# Where to buy pre-made leaders that work that you can afford



## Backlash (Jun 11, 2008)

:banghead:usaflag:doh


----------



## captken (Feb 24, 2008)

What are you fishing for? I doubt very seriously if more than 1 in 10 members of this site ever buy pre made leaders. Actually, for many species, I don't even use a leader.

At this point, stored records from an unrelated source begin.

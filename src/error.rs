use std::fmt;

/// 指标获取错误类型
#[derive(Debug, thiserror::Error)]
pub enum MetricError {
    /// 当前平台不提供该能力
    #[error("不支持的平台能力: {0}")]
    Unsupported(&'static str),
    /// 能力存在但无权访问（例如缺少管理员权限）
    #[error("权限不足: {0}")]
    PermissionDenied(String),
    #[error("IO 错误: {0}")]
    Io(#[from] std::io::Error),
    #[error("查询失败: {0}")]
    Query(String),
    #[error("解析错误: {0}")]
    Parse(String),
    #[error("未知指标: {0}")]
    UnknownMetric(String),
    #[error("未知计数器: {0}")]
    UnknownCounter(String),
    /// 计数器存在，但实例（网卡、磁盘、进程）当前不存在或已消失
    #[error("计数器实例不存在: {0}")]
    MissingInstance(String),
}

impl MetricError {
    /// 平台不可用类错误：在访问器边界降级为默认值，而不是向上传播
    ///
    /// 已消失的实例属于缺失数据，同样降级。
    #[inline]
    pub fn is_unavailable(&self) -> bool {
        match self {
            MetricError::Unsupported(_)
            | MetricError::PermissionDenied(_)
            | MetricError::MissingInstance(_) => true,
            MetricError::Io(e) => e.kind() == std::io::ErrorKind::PermissionDenied,
            _ => false,
        }
    }
}

pub type Result<T> = std::result::Result<T, MetricError>;

/// 三态读数：区分"有值"、"查询成功但没有传感器"和"平台不支持"
///
/// 读取失败不属于这三种状态，而是以 `Err(MetricError)` 返回。
#[derive(Debug, Clone, Copy, PartialEq)]
pub enum Probe<T> {
    Value(T),
    Absent,
    Unsupported,
}

impl<T> Probe<T> {
    #[inline]
    pub fn value(self) -> Option<T> {
        match self {
            Probe::Value(v) => Some(v),
            _ => None,
        }
    }

    #[inline]
    pub fn is_value(&self) -> bool {
        matches!(self, Probe::Value(_))
    }
}

impl<T: fmt::Display> fmt::Display for Probe<T> {
    fn fmt(&self, f: &mut fmt::Formatter<'_>) -> fmt::Result {
        match self {
            Probe::Value(v) => write!(f, "{v}"),
            Probe::Absent => write!(f, "无传感器"),
            Probe::Unsupported => write!(f, "不支持"),
        }
    }
}

#[cfg(test)]
mod tests {
    use super::*;

    #[test]
    fn test_metric_error_display() {
        let err = MetricError::Unsupported("性能计数器");
        assert_eq!(err.to_string(), "不支持的平台能力: 性能计数器");

        let err = MetricError::Io(std::io::Error::new(
            std::io::ErrorKind::NotFound,
            "test error",
        ));
        assert_eq!(err.to_string(), "IO 错误: test error");

        let err = MetricError::Parse("bad".to_string());
        assert_eq!(err.to_string(), "解析错误: bad");
    }

    #[test]
    fn test_unavailable_classification() {
        assert!(MetricError::Unsupported("x").is_unavailable());
        assert!(MetricError::PermissionDenied("x".into()).is_unavailable());
        assert!(
            MetricError::from(std::io::Error::from(std::io::ErrorKind::PermissionDenied))
                .is_unavailable()
        );
        assert!(!MetricError::from(std::io::Error::from(std::io::ErrorKind::NotFound))
            .is_unavailable());
        assert!(!MetricError::Query("timeout".into()).is_unavailable());
        assert!(MetricError::MissingInstance("veth0".into()).is_unavailable());
        assert!(!MetricError::UnknownCounter("x".into()).is_unavailable());
    }

    #[test]
    fn test_probe_states() {
        assert_eq!(Probe::Value(41.5f32).value(), Some(41.5));
        assert_eq!(Probe::<f32>::Absent.value(), None);
        assert!(!Probe::<f32>::Unsupported.is_value());
        assert_eq!(Probe::Value(40).to_string(), "40");
        assert_eq!(Probe::<i32>::Absent.to_string(), "无传感器");
    }
}
use anyhow::Result;
use clap::Parser;
use host_metrics::{Config, HostInfo, Metric, StatusServer, create_context};
use log::{error, info};

/// 主机指标服务
#[derive(Parser, Debug)]
#[command(author, version, about, long_about = None)]
struct Args {
    /// 服务器绑定地址 (默认: ::，支持 IPv4 和 IPv6)
    #[arg(short, long, default_value = "::")]
    address: String,

    /// 服务器端口 (默认: 8080)
    #[arg(short, long, default_value_t = 8080)]
    port: u16,

    /// 日志级别 (trace, debug, info, warn, error)
    #[arg(short, long, default_value = "info")]
    log_level: String,

    /// 紧凑格式：字节数只保留整数部分
    #[arg(short, long)]
    compact: bool,

    /// 打印一次全部指标后退出，不启动服务器
    #[arg(short, long)]
    report: bool,
}

#[tokio::main]
async fn main() -> Result<()> {
    let args = Args::parse();

    init_logger(&args.log_level);

    let config = Config {
        bind_address: args.address.clone(),
        port: args.port,
        compact_format: args.compact,
    };

    info!(
        "配置信息 - 地址: {}, 端口: {}, 紧凑格式: {}",
        config.bind_address, config.port, config.compact_format
    );

    // 平台探测和 CPU 计数器预热都是阻塞调用
    let compact = config.compact_format;
    let context = tokio::task::spawn_blocking(move || create_context(compact)).await?;
    let host = HostInfo::new(context);
    info!("指标上下文初始化完成");

    if args.report {
        let report = tokio::task::spawn_blocking(move || print_report(&host)).await?;
        return report;
    }

    let addr = config.address()?;
    info!("服务器将在 {addr} 启动");

    StatusServer::new(host).run(addr).await
}

/// 逐项打印全部指标
fn print_report(host: &HostInfo) -> Result<()> {
    for metric in Metric::ALL {
        match host.get(metric) {
            Ok(value) => {
                let text = value.to_string();
                if text.contains('\n') {
                    println!("{metric}:");
                    for line in text.lines() {
                        println!("    {line}");
                    }
                } else {
                    println!("{metric}: {text}");
                }
            }
            Err(e) => error!("{metric}: {e}"),
        }
    }
    Ok(())
}

/// 初始化日志系统
fn init_logger(level: &str) {
    match env_logger::Builder::from_env(env_logger::Env::default().default_filter_or(level))
        .format_timestamp_secs()
        .try_init()
    {
        Ok(_) => info!("日志系统初始化成功，级别: {level}"),
        Err(e) => eprintln!("日志系统初始化失败: {e}"),
    }
}
use std::any::{Any, TypeId};
use std::collections::HashMap;
use std::hash::Hash;
use std::sync::{Arc, Mutex, MutexGuard, PoisonError};

use log::debug;

/// 忽略锁中毒：计算闭包 panic 时槽位仍为空，后续调用会重新计算
#[inline]
fn lock<T>(mutex: &Mutex<T>) -> MutexGuard<'_, T> {
    mutex.lock().unwrap_or_else(PoisonError::into_inner)
}

/// 单个键对应的槽位，计算期间持有该槽位的锁
struct Slot<V> {
    value: Mutex<Option<V>>,
}

impl<V> Default for Slot<V> {
    fn default() -> Self {
        Self {
            value: Mutex::new(None),
        }
    }
}

/// 每个键至多初始化一次的并发映射
///
/// 外层锁只在查找/插入槽位时持有；真正的计算在槽位锁内进行，
/// 因此同一个键的并发调用会排队等待第一次计算的结果，
/// 而不同键之间互不阻塞。计算失败不会写入槽位，下一个调用者会重试；
/// 失败后无人等待的空槽位随即移除，映射不会因失败的键而增长。
pub struct OnceMap<K, V> {
    slots: Mutex<HashMap<K, Arc<Slot<V>>>>,
}

impl<K, V> Default for OnceMap<K, V> {
    fn default() -> Self {
        Self {
            slots: Mutex::new(HashMap::new()),
        }
    }
}

impl<K: Eq + Hash + Clone, V: Clone> OnceMap<K, V> {
    #[inline]
    pub fn new() -> Self {
        Self::default()
    }

    fn slot(&self, key: &K) -> Arc<Slot<V>> {
        let mut slots = lock(&self.slots);
        if let Some(slot) = slots.get(key) {
            return slot.clone();
        }
        let slot = Arc::new(Slot::default());
        slots.insert(key.clone(), slot.clone());
        slot
    }

    /// 读取已初始化的值；若该键正在计算，会等待计算结束
    pub fn get(&self, key: &K) -> Option<V> {
        let slot = lock(&self.slots).get(key).cloned()?;
        let value = lock(&slot.value);
        value.clone()
    }

    /// 返回已有值，或执行 `init` 并保存成功结果
    ///
    /// `init` 失败时，若没有其他调用者在等待该槽位，空槽位会被移除。
    pub fn get_or_try_init<E, F>(&self, key: &K, init: F) -> Result<V, E>
    where
        F: FnOnce() -> Result<V, E>,
    {
        let slot = self.slot(key);
        let err = {
            let mut value = lock(&slot.value);
            if let Some(v) = value.as_ref() {
                return Ok(v.clone());
            }
            match init() {
                Ok(v) => {
                    *value = Some(v.clone());
                    return Ok(v);
                }
                Err(e) => e,
            }
        };

        self.evict_if_unused(key, &slot);
        Err(err)
    }

    /// 槽位仍为空且只被映射和当前调用者引用时移除
    ///
    /// 外层锁内不会有新的引用产生；引用计数为 2 时没有人持有槽位锁。
    fn evict_if_unused(&self, key: &K, slot: &Arc<Slot<V>>) {
        let mut slots = lock(&self.slots);
        let unused = slots.get(key).is_some_and(|current| {
            Arc::ptr_eq(current, slot)
                && Arc::strong_count(slot) == 2
                && lock(&slot.value).is_none()
        });
        if unused {
            slots.remove(key);
        }
    }

    /// 移除一个键，之后的调用会重新初始化；返回被移除的值
    pub fn remove(&self, key: &K) -> Option<V> {
        let slot = lock(&self.slots).remove(key)?;
        let value = lock(&slot.value);
        value.clone()
    }

    /// 是否已有成功计算的值
    pub fn contains(&self, key: &K) -> bool {
        self.get(key).is_some()
    }

    /// 已初始化的键数量
    pub fn len(&self) -> usize {
        let slots: Vec<_> = lock(&self.slots).values().cloned().collect();
        slots
            .iter()
            .filter(|slot| lock(&slot.value).is_some())
            .count()
    }

    #[inline]
    pub fn is_empty(&self) -> bool {
        self.len() == 0
    }

    /// 映射中的槽位数量，包括正在计算的空槽位
    pub(crate) fn slot_count(&self) -> usize {
        lock(&self.slots).len()
    }
}

type Entry = Arc<dyn Any + Send + Sync>;

/// 进程级指标记忆化缓存
///
/// 以（逻辑指标名, 值类型）为键，值一旦计算成功便视为常量，
/// 没有过期、淘汰或失效接口。
#[derive(Default)]
pub struct MetricCache {
    entries: OnceMap<(String, TypeId), Entry>,
}

impl MetricCache {
    #[inline]
    pub fn new() -> Self {
        Self::default()
    }

    /// 命中则返回缓存值；否则执行一次 `compute` 并缓存成功结果
    ///
    /// 同一个键的并发调用只会执行一次 `compute`，其余调用者等待并得到同一个结果。
    /// `compute` 失败时错误返回给调用者，且不会被缓存。
    pub fn get_or_compute<T, E, F>(&self, key: &str, compute: F) -> Result<T, E>
    where
        T: Clone + Send + Sync + 'static,
        F: FnOnce() -> Result<T, E>,
    {
        let key = (key.to_owned(), TypeId::of::<T>());
        let entry = self.entries.get_or_try_init(&key, || {
            debug!("缓存未命中，开始计算: {}", key.0);
            compute().map(|v| Arc::new(v) as Entry)
        })?;

        match entry.downcast_ref::<T>() {
            Some(v) => Ok(v.clone()),
            // 键中包含 TypeId，类型必然一致
            None => unreachable!("缓存条目类型与键不一致: {}", key.0),
        }
    }

    /// 读取已缓存的值，不触发计算
    pub fn get<T: Clone + Send + Sync + 'static>(&self, key: &str) -> Option<T> {
        self.entries
            .get(&(key.to_owned(), TypeId::of::<T>()))
            .and_then(|entry| entry.downcast_ref::<T>().cloned())
    }

    pub fn contains<T: 'static>(&self, key: &str) -> bool {
        self.entries.contains(&(key.to_owned(), TypeId::of::<T>()))
    }

    #[inline]
    pub fn len(&self) -> usize {
        self.entries.len()
    }

    #[inline]
    pub fn is_empty(&self) -> bool {
        self.entries.is_empty()
    }
}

Let me know what kind of tackle you'll be using and what you intend to catch and I'll teach you to make a better leader than you can buy.


----------



## lobsterman (Sep 30, 2007)

what kind of leader do you need made?


----------



## Backlash (Jun 11, 2008)

i dont know how to make leaders, i want to fish for kings, pomps, reds, flounder, etc. ,

but really dont know what i need to use, i have got the fever bad !!!


----------



## tcsurfisher (Jan 30, 2008)

check out my post on surf questions and answers


----------



## Tuna Man (Oct 2, 2007)

> *Backlash (6/11/2008)*i dont know how to make leaders, i want to fish for kings, pomps, reds, flounder, etc. ,
> 
> but really dont know what i need to use, i have got the fever bad !!!


Store bought leaders:banghead:banghead:banghead:nonono no need.


----------



## captken (Feb 24, 2008)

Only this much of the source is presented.